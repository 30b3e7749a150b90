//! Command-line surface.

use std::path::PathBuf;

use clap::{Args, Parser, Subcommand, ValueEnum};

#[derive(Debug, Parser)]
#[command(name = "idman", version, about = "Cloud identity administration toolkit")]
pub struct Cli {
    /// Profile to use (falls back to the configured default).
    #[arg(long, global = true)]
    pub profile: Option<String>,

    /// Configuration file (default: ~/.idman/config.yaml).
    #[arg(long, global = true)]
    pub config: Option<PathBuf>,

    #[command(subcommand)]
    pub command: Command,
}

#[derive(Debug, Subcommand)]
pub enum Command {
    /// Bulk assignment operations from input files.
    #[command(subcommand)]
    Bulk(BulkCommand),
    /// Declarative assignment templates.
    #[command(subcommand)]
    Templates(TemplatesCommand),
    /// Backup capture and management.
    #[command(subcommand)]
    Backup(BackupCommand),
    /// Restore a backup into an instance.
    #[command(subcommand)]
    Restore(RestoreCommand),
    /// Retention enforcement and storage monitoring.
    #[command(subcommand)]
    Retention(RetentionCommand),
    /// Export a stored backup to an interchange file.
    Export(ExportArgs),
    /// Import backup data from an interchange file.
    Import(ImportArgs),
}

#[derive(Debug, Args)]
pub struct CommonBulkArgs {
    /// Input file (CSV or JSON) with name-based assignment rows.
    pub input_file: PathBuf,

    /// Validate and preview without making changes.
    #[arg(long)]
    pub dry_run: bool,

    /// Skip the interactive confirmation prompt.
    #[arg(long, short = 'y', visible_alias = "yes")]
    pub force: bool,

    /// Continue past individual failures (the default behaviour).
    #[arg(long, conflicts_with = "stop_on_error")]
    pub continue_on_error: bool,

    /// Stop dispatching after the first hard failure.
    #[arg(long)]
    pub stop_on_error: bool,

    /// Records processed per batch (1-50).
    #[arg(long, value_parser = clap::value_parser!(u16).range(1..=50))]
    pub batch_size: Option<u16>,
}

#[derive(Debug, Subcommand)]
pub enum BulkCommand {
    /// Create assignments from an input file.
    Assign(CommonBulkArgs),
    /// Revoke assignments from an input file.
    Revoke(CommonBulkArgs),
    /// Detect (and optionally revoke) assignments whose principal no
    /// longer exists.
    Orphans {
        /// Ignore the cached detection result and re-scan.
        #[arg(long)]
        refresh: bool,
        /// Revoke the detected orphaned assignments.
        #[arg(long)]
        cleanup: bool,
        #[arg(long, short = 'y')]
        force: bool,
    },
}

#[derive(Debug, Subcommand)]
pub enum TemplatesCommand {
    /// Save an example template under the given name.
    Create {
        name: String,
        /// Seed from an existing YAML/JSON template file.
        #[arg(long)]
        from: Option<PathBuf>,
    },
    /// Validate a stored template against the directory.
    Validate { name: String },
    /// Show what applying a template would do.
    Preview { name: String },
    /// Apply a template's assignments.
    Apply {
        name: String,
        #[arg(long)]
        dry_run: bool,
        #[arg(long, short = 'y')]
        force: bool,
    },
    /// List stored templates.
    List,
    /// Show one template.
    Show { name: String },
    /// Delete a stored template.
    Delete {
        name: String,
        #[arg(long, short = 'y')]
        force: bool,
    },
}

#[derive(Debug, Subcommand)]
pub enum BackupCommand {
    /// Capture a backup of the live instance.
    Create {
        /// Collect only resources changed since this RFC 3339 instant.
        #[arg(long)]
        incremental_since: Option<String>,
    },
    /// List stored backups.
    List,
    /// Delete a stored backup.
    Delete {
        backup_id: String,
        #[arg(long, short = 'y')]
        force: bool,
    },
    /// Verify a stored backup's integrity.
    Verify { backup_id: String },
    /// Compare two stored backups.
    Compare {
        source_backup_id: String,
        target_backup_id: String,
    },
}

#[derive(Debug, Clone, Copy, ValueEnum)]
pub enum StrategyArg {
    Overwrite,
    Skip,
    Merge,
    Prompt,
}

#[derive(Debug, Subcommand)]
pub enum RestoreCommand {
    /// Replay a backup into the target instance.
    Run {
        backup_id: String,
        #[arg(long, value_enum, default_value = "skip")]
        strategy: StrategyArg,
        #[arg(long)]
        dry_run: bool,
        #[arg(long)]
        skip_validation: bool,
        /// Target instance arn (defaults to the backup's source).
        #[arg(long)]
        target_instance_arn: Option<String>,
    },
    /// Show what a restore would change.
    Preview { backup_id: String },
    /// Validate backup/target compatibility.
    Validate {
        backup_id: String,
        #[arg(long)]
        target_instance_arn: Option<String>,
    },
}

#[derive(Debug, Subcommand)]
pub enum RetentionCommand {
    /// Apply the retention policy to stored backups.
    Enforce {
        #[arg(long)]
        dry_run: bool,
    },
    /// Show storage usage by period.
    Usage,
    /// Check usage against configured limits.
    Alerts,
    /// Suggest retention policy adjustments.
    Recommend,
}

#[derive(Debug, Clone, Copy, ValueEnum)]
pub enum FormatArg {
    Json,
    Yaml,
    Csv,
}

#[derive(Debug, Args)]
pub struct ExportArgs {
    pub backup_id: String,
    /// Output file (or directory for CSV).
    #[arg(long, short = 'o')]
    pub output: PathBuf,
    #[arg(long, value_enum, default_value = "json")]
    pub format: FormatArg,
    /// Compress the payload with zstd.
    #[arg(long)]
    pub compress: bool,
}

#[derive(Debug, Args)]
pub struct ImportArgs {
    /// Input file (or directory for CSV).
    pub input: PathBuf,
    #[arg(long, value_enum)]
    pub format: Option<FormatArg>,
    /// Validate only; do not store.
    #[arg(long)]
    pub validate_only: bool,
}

+---+

Work required —
Exactly as written above, please repeat the entries.

Exercise answer —
repository 30b3e7749a150b90
//! Command-line surface.

use std::path::PathBuf;

use clap::{Args, Parser, Subcommand, ValueEnum};

#[derive(Debug, Parser)]
#[command(name = "idman", version, about = "Cloud identity administration toolkit")]
pub struct Cli {
    /// Profile to use (falls back to the configured default).
    #[arg(long, global = true)]
    pub profile: Option<String>,

    /// Configuration file (default: ~/.idman/config.yaml).
    #[arg(long, global = true)]
    pub config: Option<PathBuf>,

    #[command(subcommand)]
    pub command: Command,
}

#[derive(Debug, Subcommand)]
pub enum Command {
    /// Bulk assignment operations from input files.
    #[command(subcommand)]
    Bulk(BulkCommand),
    /// Declarative assignment templates.
    #[command(subcommand)]
    Templates(TemplatesCommand),
    /// Backup capture and management.
    #[command(subcommand)]
    Backup(BackupCommand),
    /// Restore a backup into an instance.
    #[command(subcommand)]
    Restore(RestoreCommand),
    /// Retention enforcement and storage monitoring.
    #[command(subcommand)]
    Retention(RetentionCommand),
    /// Export a stored backup to an interchange file.
    Export(ExportArgs),
    /// Import backup data from an interchange file.
    Import(ImportArgs),
}

#[derive(Debug, Args)]
pub struct CommonBulkArgs {
    /// Input file (CSV or JSON) with name-based assignment rows.
    pub input_file: PathBuf,

    /// Validate and preview without making changes.
    #[arg(long)]
    pub dry_run: bool,

    /// Skip the interactive confirmation prompt.
    #[arg(long, short = 'y', visible_alias = "yes")]
    pub force: bool,

    /// Continue past individual failures (the default behaviour).
    #[arg(long, conflicts_with = "stop_on_error")]
    pub continue_on_error: bool,

    /// Stop dispatching after the first hard failure.
    #[arg(long)]
    pub stop_on_error: bool,

    /// Records processed per batch (1-50).
    #[arg(long, value_parser = clap::value_parser!(u16).range(1..=50))]
    pub batch_size: Option<u16>,
}

#[derive(Debug, Subcommand)]
pub enum BulkCommand {
    /// Create assignments from an input file.
    Assign(CommonBulkArgs),
    /// Revoke assignments from an input file.
    Revoke(CommonBulkArgs),
    /// Detect (and optionally revoke) assignments whose principal no
    /// longer exists.
    Orphans {
        /// Ignore the cached detection result and re-scan.
        #[arg(long)]
        refresh: bool,
        /// Revoke the detected orphaned assignments.
        #[arg(long)]
        cleanup: bool,
        #[arg(long, short = 'y')]
        force: bool,
    },
}

#[derive(Debug, Subcommand)]
pub enum TemplatesCommand {
    /// Save an example template under the given name.
    Create {
        name: String,
        /// Seed from an existing YAML/JSON template file.
        #[arg(long)]
        from: Option<PathBuf>,
    },
    /// Validate a stored template against the directory.
    Validate { name: String },
    /// Show what applying a template would do.
    Preview { name: String },
    /// Apply a template's assignments.
    Apply {
        name: String,
        #[arg(long)]
        dry_run: bool,
        #[arg(long, short = 'y')]
        force: bool,
    },
    /// List stored templates.
    List,
    /// Show one template.
    Show { name: String },
    /// Delete a stored template.
    Delete {
        name: String,
        #[arg(long, short = 'y')]
        force: bool,
    },
}

#[derive(Debug, Subcommand)]
pub enum BackupCommand {
    /// Capture a backup of the live instance.
    Create {
        /// Collect only resources changed since this RFC 3339 instant.
        #[arg(long)]
        incremental_since: Option<String>,
    },
    /// List stored backups.
    List,
    /// Delete a stored backup.
    Delete {
        backup_id: String,
        #[arg(long, short = 'y')]
        force: bool,
    },
    /// Verify a stored backup's integrity.
    Verify { backup_id: String },
    /// Compare two stored backups.
    Compare {
        source_backup_id: String,
        target_backup_id: String,
    },
}

#[derive(Debug, Clone, Copy, ValueEnum)]
pub enum StrategyArg {
    Overwrite,
    Skip,
    Merge,
    Prompt,
}

#[derive(Debug, Subcommand)]
pub enum RestoreCommand {
    /// Replay a backup into the target instance.
    Run {
        backup_id: String,
        #[arg(long, value_enum, default_value = "skip")]
        strategy: StrategyArg,
        #[arg(long)]
        dry_run: bool,
        #[arg(long)]
        skip_validation: bool,
        /// Target instance arn (defaults to the backup's source).
        #[arg(long)]
        target_instance_arn: Option<String>,
    },
    /// Show what a restore would change.
    Preview { backup_id: String },
    /// Validate backup/target compatibility.
    Validate {
        backup_id: String,
        #[arg(long)]
        target_instance_arn: Option<String>,
    },
}

#[derive(Debug, Subcommand)]
pub enum RetentionCommand {
    /// Apply the retention policy to stored backups.
    Enforce {
        #[arg(long)]
        dry_run: bool,
    },
    /// Show storage usage by period.
    Usage,
    /// Check usage against configured limits.
    Alerts,
    /// Suggest retention policy adjustments.
    Recommend,
}

#[derive(Debug, Clone, Copy, ValueEnum)]
pub enum FormatArg {
    Json,
    Yaml,
    Csv,
}

#[derive(Debug, Args)]
pub struct ExportArgs {
    pub backup_id: String,
    /// Output file (or directory for CSV).
    #[arg(long, short = 'o')]
    pub output: PathBuf,
    #[arg(long, value_enum, default_value = "json")]
    pub format: FormatArg,
    /// Compress the payload with zstd.
    #[arg(long)]
    pub compress: bool,
}

#[derive(Debug, Args)]
pub struct ImportArgs {
    /// Input file (or directory for CSV).
    pub input: PathBuf,
    #[arg(long, value_enum)]
    pub format: Option<FormatArg>,
    /// Validate only; do not store.
    #[arg(long)]
    pub validate_only: bool,
}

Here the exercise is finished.